The posts should measure at 4x4. Cut the posts (the front ones) so they are 8 feet tall; the back posts should be at 6 feet. The difference in the measurement is in preparation for the pitched roof.
Add the 4x4 post – this should be 2 feet from the right front of the coop. This post is supposedly an entryway for the chickens and should thus stand at 8 feet. Next, nail the 2x4 lumber horizontally in front of the two posts.
Build a gate frame for the entryway with a piece of 2x2 lumber. You can use a kit with an anti-sag property to prevent this frame from sagging or giving way. This gate frame can be attached together with galvanized gate hinges.
4. Prepare a pair of 4x4 posts and set them parallel to each other.
If your chicken coop is 12 feet wide, the posts should be set 4 feet from the left side corner of the posts. The 4x4 posts will act as support to the frame of the enclosed area of the chicken coop. Next, attach the horizontal 2x4s between the tops of the posts. There should be posts at the front and back, and there should also be three pairs of posts for the front and rear.
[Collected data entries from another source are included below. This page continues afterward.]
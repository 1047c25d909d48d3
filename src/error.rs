use thiserror::Error;
use tracing::{error, warn};

#[derive(Debug, Error)]
pub enum UnfurlError {
    #[error("Failed to parse URL: {0}")]
    UrlParseError(#[from] url::ParseError),

    #[error("URL has no host: {0}")]
    MissingHost(String),

    #[error("Failed to fetch content: {0}")]
    FetchError(String),

    #[error("HTTP {status} returned for {url}")]
    HttpStatus { status: u16, url: String },

    #[error("Failed to extract metadata: {0}")]
    ExtractError(String),

    #[error("Scrape cancelled")]
    Cancelled,

    #[error("Scrape deadline exceeded")]
    DeadlineExceeded,

    #[error("Failed to build HTTP client: {0}")]
    ClientBuildError(String),

    #[error("Invalid proxy configuration: {0}")]
    ProxyConfigError(String),

    #[error("Failed to record network instrumentation: {0}")]
    InstrumentationError(String),
}

impl UnfurlError {
    /// True for the malformed-URL family, which fails before any network activity.
    pub fn is_parse_error(&self) -> bool {
        matches!(
            self,
            UnfurlError::UrlParseError(_) | UnfurlError::MissingHost(_)
        )
    }

    pub fn is_cancellation(&self) -> bool {
        matches!(self, UnfurlError::Cancelled | UnfurlError::DeadlineExceeded)
    }

    pub fn log(&self) {
        match self {
            UnfurlError::UrlParseError(e) => {
                warn!(error = %e, "URL parsing failed");
            }
            UnfurlError::MissingHost(url) => {
                warn!(url = %url, "URL has no host");
            }
            UnfurlError::FetchError(e) => {
                error!(error = %e, "Content fetch failed");
            }
            UnfurlError::HttpStatus { status, url } => {
                warn!(status = *status, url = %url, "Unexpected HTTP status");
            }
            UnfurlError::ExtractError(e) => {
                error!(error = %e, "Metadata extraction failed");
            }
            UnfurlError::Cancelled => {
                warn!("Scrape cancelled by caller");
            }
            UnfurlError::DeadlineExceeded => {
                warn!("Scrape deadline exceeded");
            }
            UnfurlError::ClientBuildError(e) => {
                error!(error = %e, "HTTP client construction failed");
            }
            UnfurlError::ProxyConfigError(e) => {
                warn!(error = %e, "Proxy configuration rejected");
            }
            UnfurlError::InstrumentationError(e) => {
                warn!(error = %e, "Network instrumentation failed");
            }
        }
    }
}
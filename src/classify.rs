use crate::domain::{extract_domain, Domain};
use crate::{ResourceType, UnfurlError};

#[derive(Debug, Clone, Copy)]
enum DomainPattern {
    Exact(&'static str),
    /// The domain itself or any subdomain of it.
    Suffix(&'static str),
    /// Domains whose leading label matches, e.g. `maps.`.
    Prefix(&'static str),
}

impl DomainPattern {
    fn matches(&self, domain: &str) -> bool {
        match *self {
            DomainPattern::Exact(pattern) => domain == pattern,
            DomainPattern::Suffix(pattern) => {
                domain == pattern
                    || domain
                        .strip_suffix(pattern)
                        .is_some_and(|rest| rest.ends_with('.'))
            }
            DomainPattern::Prefix(pattern) => {
                domain.len() > pattern.len() && domain.starts_with(pattern)
            }
        }
    }
}

// First match wins.
const DOMAIN_TABLE: &[(DomainPattern, ResourceType)] = &[
    (DomainPattern::Suffix("giphy.com"), ResourceType::ImageService),
    (DomainPattern::Suffix("gph.is"), ResourceType::ImageService),
    (DomainPattern::Exact("keybasemaps"), ResourceType::Map),
    (DomainPattern::Prefix("maps."), ResourceType::Map),
    (DomainPattern::Suffix("openstreetmap.org"), ResourceType::Map),
];

/// Maps a normalized domain to the extraction strategy it needs.
/// Unknown domains are `Generic`.
pub fn classify(domain: &Domain) -> ResourceType {
    DOMAIN_TABLE
        .iter()
        .find(|(pattern, _)| pattern.matches(domain.as_str()))
        .map(|(_, typ)| *typ)
        .unwrap_or(ResourceType::Generic)
}

pub fn classify_url(url: &str) -> Result<ResourceType, UnfurlError> {
    extract_domain(url).map(|domain| classify(&domain))
}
In addition, there should also be 2x4s attached to the four posts on the left side of the rectangular frame; the posts should be 24 inches above ground as they will support the flooring of the enclosed space.
5. Attach the floor planks with galvanized nails.
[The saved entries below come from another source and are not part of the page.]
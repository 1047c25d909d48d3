use crate::{Domain, ScrapeClient, ScrapeContext, UnfurlError, UnfurlRaw};
use async_trait::async_trait;

/// Turns a URL into an [`UnfurlRaw`] for one resource type.
///
/// The client is built fresh for the call; strategies should issue all of their
/// requests through it so they are identified, proxied and metered.
#[async_trait]
pub trait ExtractionStrategy: Send + Sync {
    async fn extract(
        &self,
        ctx: &ScrapeContext,
        url: &str,
        domain: &Domain,
        client: &ScrapeClient,
    ) -> Result<UnfurlRaw, UnfurlError>;
}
Add them across the front 2/3 of the whole structure. Next, cover the back (1/3 of the structure) with chicken wire. The cloth that you use will collect any chicken dropping.
6. Provide a trench around the structure.
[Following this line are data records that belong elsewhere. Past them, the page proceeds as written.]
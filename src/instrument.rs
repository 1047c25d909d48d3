use crate::UnfurlError;
use async_trait::async_trait;
use std::sync::{Arc, Mutex};
use std::time::Duration;
use tokio::time::Instant;
use tracing::{debug, error, warn};

pub const INSTRUMENTATION_TAG: &str = "UnfurlScraper";

/// One finished outbound request.
#[derive(Debug, Clone, PartialEq, Eq)]
pub struct NetworkRecord {
    pub tag: String,
    pub url: String,
    pub bytes: u64,
    pub elapsed: Duration,
    /// False when the request failed or was abandoned before a body arrived.
    pub completed: bool,
}

/// Sink for network byte counts. What it does with them is up to the implementor.
#[async_trait]
pub trait InstrumentationStorage: Send + Sync {
    async fn put(&self, record: NetworkRecord) -> Result<(), UnfurlError>;
}

#[derive(Debug, Default, Clone, Copy)]
pub struct NoopInstrumentationStorage;

#[async_trait]
impl InstrumentationStorage for NoopInstrumentationStorage {
    async fn put(&self, _record: NetworkRecord) -> Result<(), UnfurlError> {
        Ok(())
    }
}

/// Keeps every record in memory.
#[derive(Debug, Default)]
pub struct MemoryInstrumentationStorage {
    records: Mutex<Vec<NetworkRecord>>,
}

impl MemoryInstrumentationStorage {
    pub fn new() -> Self {
        Self::default()
    }

    pub fn records(&self) -> Vec<NetworkRecord> {
        self.lock().clone()
    }

    pub fn len(&self) -> usize {
        self.lock().len()
    }

    pub fn is_empty(&self) -> bool {
        self.lock().is_empty()
    }

    pub fn total_bytes(&self) -> u64 {
        self.lock().iter().map(|r| r.bytes).sum()
    }

    fn lock(&self) -> std::sync::MutexGuard<'_, Vec<NetworkRecord>> {
        self.records.lock().unwrap_or_else(|poisoned| poisoned.into_inner())
    }
}

#[async_trait]
impl InstrumentationStorage for MemoryInstrumentationStorage {
    async fn put(&self, record: NetworkRecord) -> Result<(), UnfurlError> {
        self.lock().push(record);
        Ok(())
    }
}

/// Instrumentation for a single request, opened at dispatch.
///
/// [`record_and_finish`](Self::record_and_finish) consumes the record so it can
/// only be finalized once. A record dropped unfinished (the request future was
/// cancelled) is finalized in the background with zero bytes.
pub struct NetworkInstrumenter {
    storage: Arc<dyn InstrumentationStorage>,
    tag: &'static str,
    url: String,
    started_at: Instant,
    finished: bool,
}

impl std::fmt::Display for NetworkInstrumenter {
    fn fmt(&self, f: &mut std::fmt::Formatter<'_>) -> std::fmt::Result {
        write!(f, "{} {}", self.tag, self.url)
    }
}

impl NetworkInstrumenter {
    pub fn new(
        storage: Arc<dyn InstrumentationStorage>,
        tag: &'static str,
        url: impl Into<String>,
    ) -> Self {
        Self {
            storage,
            tag,
            url: url.into(),
            started_at: Instant::now(),
            finished: false,
        }
    }

    fn build_record(&self, bytes: u64, completed: bool) -> NetworkRecord {
        NetworkRecord {
            tag: self.tag.to_string(),
            url: self.url.clone(),
            bytes,
            elapsed: self.started_at.elapsed(),
            completed,
        }
    }

    pub async fn record_and_finish(mut self, bytes: u64) -> Result<(), UnfurlError> {
        self.finished = true;
        let record = self.build_record(bytes, true);
        self.storage.put(record).await
    }

    /// Finalizes a request that produced no body.
    pub async fn record_failure(mut self) -> Result<(), UnfurlError> {
        self.finished = true;
        let record = self.build_record(0, false);
        self.storage.put(record).await
    }
}

impl Drop for NetworkInstrumenter {
    fn drop(&mut self) {
        if self.finished {
            return;
        }
        let record = self.build_record(0, false);
        match tokio::runtime::Handle::try_current() {
            Ok(handle) => {
                debug!(url = %self.url, "Finalizing abandoned network record");
                let storage = Arc::clone(&self.storage);
                handle.spawn(async move {
                    if let Err(e) = storage.put(record).await {
                        warn!(error = %e, "Unable to instrument abandoned network request");
                    }
                });
            }
            Err(_) => {
                error!(url = %self.url, "Network record dropped without being finalized");
            }
        }
    }
}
The trench could measure about 12 inches deep.
7. Stretch the chicken wire vertically and horizontally between the posts.
Use poultry staples to attach the chicken wire to the wooden frame. The chicken wire should be at the bottom of the 12-inch trench you dug. The wire will serve as protection against animals that dig (i.e. dogs). Should this happen, you can always refill this trench with soil. Use the chicken wire to cover the gate frame as well.
8. Put a layer of straw in the interior of the chicken coop.
This straw will absorb any moisture from the rain. Likewise, hang a watering device and a feeder from the rafters. These should be about 8 inches above the ground. Meanwhile, you could add a roosting bar (use 2x2 lumber) and an incandescent bulb.
9. Add the walls and roof to enclose the roosting area.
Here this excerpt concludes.